> _The problem_
For the data below, work out how many lines include the string "flow" and report only the number.

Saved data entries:
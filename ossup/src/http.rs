//! HTTP transport abstraction.
//!
//! The upload flow only ever needs two requests: a `GET` with query parameters against the
//! presign backend and a `PUT` with a raw body against a signed URL. The `HttpClient` trait
//! covers exactly those, so the client logic can be exercised against [`MockHttpClient`]
//! without a network.

use crate::error::Result;
use async_trait::async_trait;
use bytes::Bytes;

/// Response from an HTTP request.
#[derive(Debug, Clone, PartialEq, Eq)]
pub struct HttpResponse {
    /// HTTP status code
    pub status: u16,
    /// Response body as a string
    pub body: String,
}

impl HttpResponse {
    pub fn new(status: u16, body: impl Into<String>) -> Self {
        Self {
            status,
            body: body.into(),
        }
    }

    /// Whether the status is in the 2xx range.
    pub fn is_success(&self) -> bool {
        (200..300).contains(&self.status)
    }
}

/// Trait for executing the two HTTP requests of the upload flow.
///
/// Implementations must not treat non-2xx statuses as errors: the caller decides what a
/// failing status means. Only transport-level failures are returned as `Err`.
#[async_trait]
pub trait HttpClient: Send + Sync + Clone {
    /// Issue a `GET` to `url` with the given query parameters appended.
    async fn get(&self, url: &str, query: &[(&str, &str)]) -> Result<HttpResponse>;

    /// Issue a `PUT` to `url` with `body` as the entire request body and no extra headers.
    async fn put(&self, url: &str, body: Bytes) -> Result<HttpResponse>;
}

/// Strip the query string from a URL for logging, so signatures never reach the logs.
pub(crate) fn redact(url: &str) -> String {
    match url::Url::parse(url) {
        Ok(mut parsed) => {
            parsed.set_query(None);
            parsed.to_string()
        }
        Err(_) => url.split('?').next().unwrap_or_default().to_string(),
    }
}

// ============================================================================
// Production Implementation using reqwest
// ============================================================================

/// Production HTTP client using reqwest.
#[derive(Clone, Default)]
pub struct ReqwestHttpClient {
    client: reqwest::Client,
}

impl ReqwestHttpClient {
    pub fn new() -> Self {
        Self::default()
    }

    /// Wrap an existing reqwest client, e.g. one with custom TLS or proxy settings.
    pub fn with_client(client: reqwest::Client) -> Self {
        Self { client }
    }
}

#[async_trait]
impl HttpClient for ReqwestHttpClient {
    #[tracing::instrument(skip(self, url, query), fields(url = %redact(url)))]
    async fn get(&self, url: &str, query: &[(&str, &str)]) -> Result<HttpResponse> {
        tracing::debug!(params = query.len(), "Executing GET request");

        let response = self.client.get(url).query(query).send().await.map_err(|e| {
            tracing::error!(error = %e, "GET request failed");
            e
        })?;

        let status = response.status().as_u16();
        let body = response.text().await?;

        tracing::debug!(status = status, response_len = body.len(), "GET request completed");

        Ok(HttpResponse { status, body })
    }

    #[tracing::instrument(skip(self, url, body), fields(url = %redact(url), body_len = body.len()))]
    async fn put(&self, url: &str, body: Bytes) -> Result<HttpResponse> {
        tracing::debug!("Executing PUT request");

        let response = self.client.put(url).body(body).send().await.map_err(|e| {
            tracing::error!(error = %e, "PUT request failed");
            e
        })?;

        let status = response.status().as_u16();
        let body = response.text().await?;

        tracing::debug!(status = status, response_len = body.len(), "PUT request completed");

        Ok(HttpResponse { status, body })
    }
}

// ============================================================================
// Test/Mock Implementation
// ============================================================================

use parking_lot::Mutex;
use std::collections::HashMap;
use std::sync::Arc;

/// Mock HTTP client for testing.
///
/// Responses are keyed by `"{METHOD} {url}"`, where `url` excludes any query string.
/// Multiple responses for the same key are returned in FIFO order.
///
/// # Example
/// ```
/// use ossup::{HttpResponse, MockHttpClient};
///
/// let mock = MockHttpClient::new();
/// mock.add_response(
///     "GET https://backend.example/get-presign",
///     Ok(HttpResponse::new(200, r#"{"url": "https://storage.example/a?sig=1"}"#)),
/// );
/// ```
#[derive(Clone, Default)]
pub struct MockHttpClient {
    responses: Arc<Mutex<HashMap<String, Vec<Result<HttpResponse>>>>>,
    calls: Arc<Mutex<Vec<MockCall>>>,
}

/// Record of a call made to the mock HTTP client.
#[derive(Debug, Clone)]
pub struct MockCall {
    pub method: String,
    pub url: String,
    pub query: Vec<(String, String)>,
    pub body: Bytes,
}

impl MockHttpClient {
    pub fn new() -> Self {
        Self::default()
    }

    /// Add a predetermined response for a method and URL.
    pub fn add_response(&self, key: &str, response: Result<HttpResponse>) {
        self.responses
            .lock()
            .entry(key.to_string())
            .or_default()
            .push(response);
    }

    /// Get all calls that have been made to this mock client.
    pub fn get_calls(&self) -> Vec<MockCall> {
        self.calls.lock().clone()
    }

    pub fn call_count(&self) -> usize {
        self.calls.lock().len()
    }

    fn respond(&self, method: &str, url: &str, query: Vec<(String, String)>, body: Bytes) -> Result<HttpResponse> {
        self.calls.lock().push(MockCall {
            method: method.to_string(),
            url: url.to_string(),
            query,
            body,
        });

        let key = format!("{} {}", method, url.split('?').next().unwrap_or(url));
        let mut responses = self.responses.lock();

        if let Some(queue) = responses.get_mut(&key) {
            if !queue.is_empty() {
                return queue.remove(0);
            }
        }

        Err(anyhow::anyhow!("No mock response configured for {}", key).into())
    }
}

#[async_trait]
impl HttpClient for MockHttpClient {
    async fn get(&self, url: &str, query: &[(&str, &str)]) -> Result<HttpResponse> {
        let query = query.iter().map(|(k, v)| (k.to_string(), v.to_string())).collect();
        self.respond("GET", url, query, Bytes::new())
    }

    async fn put(&self, url: &str, body: Bytes) -> Result<HttpResponse> {
        self.respond("PUT", url, Vec::new(), body)
    }
}

#[cfg(test)]
mod tests {
    use super::*;
    use crate::error::Error;

    #[test]
    fn test_is_success() {
        assert!(HttpResponse::new(200, "").is_success());
        assert!(HttpResponse::new(204, "").is_success());
        assert!(!HttpResponse::new(199, "").is_success());
        assert!(!HttpResponse::new(302, "").is_success());
        assert!(!HttpResponse::new(403, "").is_success());
    }

    #[test]
    fn test_redact_drops_signature() {
        assert_eq!(
            redact("https://storage.example/bucket/report.pdf?sig=abc&expires=1"),
            "https://storage.example/bucket/report.pdf"
        );
        assert_eq!(redact("not a url?sig=abc"), "not a url");
    }

    #[tokio::test]
    async fn test_mock_client_records_calls() {
        let mock = MockHttpClient::new();
        mock.add_response("PUT https://storage.example/a", Ok(HttpResponse::new(200, "")));

        let response = mock
            .put("https://storage.example/a?sig=1", Bytes::from_static(b"hello"))
            .await
            .unwrap();
        assert_eq!(response.status, 200);

        let calls = mock.get_calls();
        assert_eq!(calls.len(), 1);
        assert_eq!(calls[0].method, "PUT");
        assert_eq!(calls[0].url, "https://storage.example/a?sig=1");
        assert_eq!(calls[0].body.as_ref(), b"hello");
    }

    #[tokio::test]
    async fn test_mock_client_fifo_responses() {
        let mock = MockHttpClient::new();
        mock.add_response("GET https://backend.example/p", Ok(HttpResponse::new(200, "first")));
        mock.add_response("GET https://backend.example/p", Ok(HttpResponse::new(200, "second")));

        let first = mock.get("https://backend.example/p", &[("objectName", "a")]).await.unwrap();
        let second = mock.get("https://backend.example/p", &[("objectName", "b")]).await.unwrap();
        assert_eq!(first.body, "first");
        assert_eq!(second.body, "second");

        let calls = mock.get_calls();
        assert_eq!(calls[1].query, vec![("objectName".to_string(), "b".to_string())]);
    }

    #[tokio::test]
    async fn test_mock_client_no_response() {
        let mock = MockHttpClient::new();
        let result = mock.get("https://backend.example/p", &[]).await;
        assert!(matches!(result, Err(Error::Other(_))));
        assert_eq!(mock.call_count(), 1);
    }
}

> _Answer for the task_
2